How long did it take to find her own writing voice?
“He and I wrote a novel, The Secret Life Of Billie’s Uncle Myron, at the very beginning of my career, and that was a fun collaboration that we didn’t really expect to get published.
"But it did, so in that sense he taught me about hard work, about revision, but he was also very respectful of my own voice, and what I had to bring to the work. It was deep encouragement.
“With a book such as We Were Liars, I was much more influenced by my education and my academic background, which is around the time when I started to think about nar
rative structure from reading a tremendous amount of very traditionally structured novels – the classics, Dickens, Bronte, Austen, and so on.”
From reading We Were Liars, you can sense that Lockhart’s work has paid off handsomely.

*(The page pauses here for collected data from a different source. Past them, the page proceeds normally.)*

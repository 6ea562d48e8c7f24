//! Splitting one input line into a command name and its arguments.

/// A parsed, not yet bound, input line.
#[derive(Clone, Debug, PartialEq, Eq)]
pub struct CommandLine {
    pub command: String,
    /// `label=value` tokens in input order; labels are lowercased.
    pub named: Vec<(String, String)>,
    pub positional: Vec<String>,
}

impl CommandLine {
    /// Returns `None` for blank input.
    ///
    /// A token is named when it contains `=` after at least one character;
    /// the value is everything after the first `=`, kept verbatim and possibly
    /// empty. Any other token is positional.
    pub fn parse(line: &str) -> Option<Self> {
        let mut tokens = line.split_whitespace();
        let command = tokens.next()?.to_lowercase();
        let mut named = Vec::new();
        let mut positional = Vec::new();
        for token in tokens {
            match token.split_once('=') {
                Some((label, value)) if !label.is_empty() => {
                    named.push((label.to_lowercase(), value.to_string()));
                }
                _ => positional.push(token.to_string()),
            }
        }
        Some(Self {
            command,
            named,
            positional,
        })
    }
}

The book revolves around a group of teenage friends, a family riven by jealousy and money, selective amnesia, sexual exploration, love, heartbreak and other crucial life affirming and life-destroying themes.
There’s also a twist in the plot that quite a few thriller writers would love to have had first. Rumour has it that Lockhart reworked the book over 15 times to get everything right.
“Oh, at least that number, but that’s true for most of what I do. I wouldn’t say that central situations or plot lines changed that much, but I certainly rearranged We Were Liars a lot of times, and cut and wrote new scenes.
"There was large structural revision, because given the type of plot – which, obviously, I won’t go into! – you have flashbacks across time periods, and memories coming up.
"There’s a lot of temporal stuff to juggle; the opening of the book changed a lot, and the ending had to be worked on many times to get the effect I wanted.”
Does the reworking ever become an obsession?
“No, it’s just wanting to get the end result right, and it takes a lot of drafts to achieve that.”
There is, she says, distinct differences between Emily Jenkins and Emily Lockhart. It’s all about finding the right audience for the right work.
“I started out writing a variety of things for a variety of audiences – books for little kids, books for adults, essays, fiction, non-fiction. When I started writing for teenagers I had written about five books, none of which had been big successes.
So I didn’t really have an audience, but then I got a two- book contract and felt I had to focus on the YA age category, to put my middle name on them, and to give them a fresh chance in the marketplace.
I felt that way people would know what they were getting. It was a career choice, I guess, but it worked because the books did find an audience.”
Like any good writer of YA work, Lockhart takes the responsibilities to her audience seriously. She says she dislikes restricting young people’s access to ideas; and she believes in finding out what young people are interested in reading, reading it as well, and having conversations about the morals therein.
“I practice what I preach in that I have a 13-year-old daughter, and I let her read whatever she’s interested in reading.
In writing specifically for young adults, I - and all of the writers I know that write YA books - do not flinch from adult topics. What we do is to remember that a reader of a YA book may well be reading about these experiences, or these situations, or these facts, for the first time.”
Whatever sexual content is there, Lockhart remarks, is to be written about in a considered manner, and not to be gratuitous or titillating, the way it is in many adult novels or films.
“There’s a slightly different attitude in covering topics,” she concludes in a firm but friendly tone. “YA covers all of these topics, but with sensitivity and awareness.”